Re: Our naming of wait events is a disaster.
| От | Tom Lane |
|---|---|
| Тема | Re: Our naming of wait events is a disaster. |
| Дата | |
| Msg-id | 24595.1589326879@sss.pgh.pa.us обсуждение исходный текст |
| Ответ на | Re: Our naming of wait events is a disaster. (Tom Lane <tgl@sss.pgh.pa.us>) |
| Список | pgsql-hackers |
For the specific category of the heavyweight lock types, I'm
now thinking that we can't change the event names very much, because
those are also exposed in pg_locks' locktype column. We can be
darn certain, for example, that changing the spelling of "relation"
in that column would break a lot of user queries. Conceivably we
could decouple the wait event names from the locktype column, but
on the whole that doesn't seem like a great plan.
However, having said that, I remain on the warpath about "speculative
token". That's an utterly horrid choice for both locktype and wait
event. I also notice, with no amusement, that "speculative token"
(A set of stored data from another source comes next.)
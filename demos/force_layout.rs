//! Lays out a random tree-shaped graph and prints where it ended up.
//!
//! Run with `RUST_LOG=debug cargo run --example force_layout` to follow the
//! per-step log.
use log::info;
use rand::rngs::StdRng;
use rand::{Rng, SeedableRng};
use rs_quadtree::layout::ForceLayout;
use rs_quadtree::models::Point;
use rs_quadtree::utils::{LayoutConfig, QuadTreeError};

const VERTICES: usize = 2_000;
const STEPS: usize = 100;

fn main() -> Result<(), QuadTreeError> {
    env_logger::init();

    let mut rng = StdRng::seed_from_u64(2012);
    let config = LayoutConfig::default();
    let mut layout = ForceLayout::new(config, Point::new(0.0, 0.0), 20_000.0, 20_000.0)?;

    for _ in 0..VERTICES {
        layout.add_vertex(Point::new(rng.random_range(-500.0..500.0), rng.random_range(-500.0..500.0)))?;
    }
    for id in 1..VERTICES {
        layout.add_edge(id, rng.random_range(0..id))?;
    }
    info!("{} vertices, {} edges", layout.vertex_count(), layout.edge_count());

    layout.simulate(STEPS)?;

    let (min, max) = layout.positions().iter().fold(
        (Point::new(f64::MAX, f64::MAX), Point::new(f64::MIN, f64::MIN)),
        |(min, max), (_, p)| (Point::new(min.x.min(p.x), min.y.min(p.y)), Point::new(max.x.max(p.x), max.y.max(p.y))),
    );
    println!("after {} steps the layout spans {} to {}", STEPS, min, max);
    println!("gravity center: {}", layout.tree().gravity_center());
    println!("kinetic energy: {:.4}", layout.kinetic_energy());
    Ok(())
}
is not documented in the pg_locks documentation. So I think we should
change it ... but to what, exactly? Looking at the other existing names:
const char *const LockTagTypeNames[] = {
"relation",
"extend",
"page",
"tuple",
"transactionid",
"virtualxid",
"speculative token",
"object",
"userlock",
"advisory"
};
I'm inclined to propose "spectoken". I'd be okay with "spec_token" as
well, but there are not underscores in the longer-established names.
(Needless to say, this array is going to gain a comment noting that
there are two places to document any changes. Also, if we split up
the wait_event table as discussed earlier, it might make sense for
pg_locks' documentation to cross-reference the sub-table for heavyweight
lock events, since that has some explanation of what the codes mean.)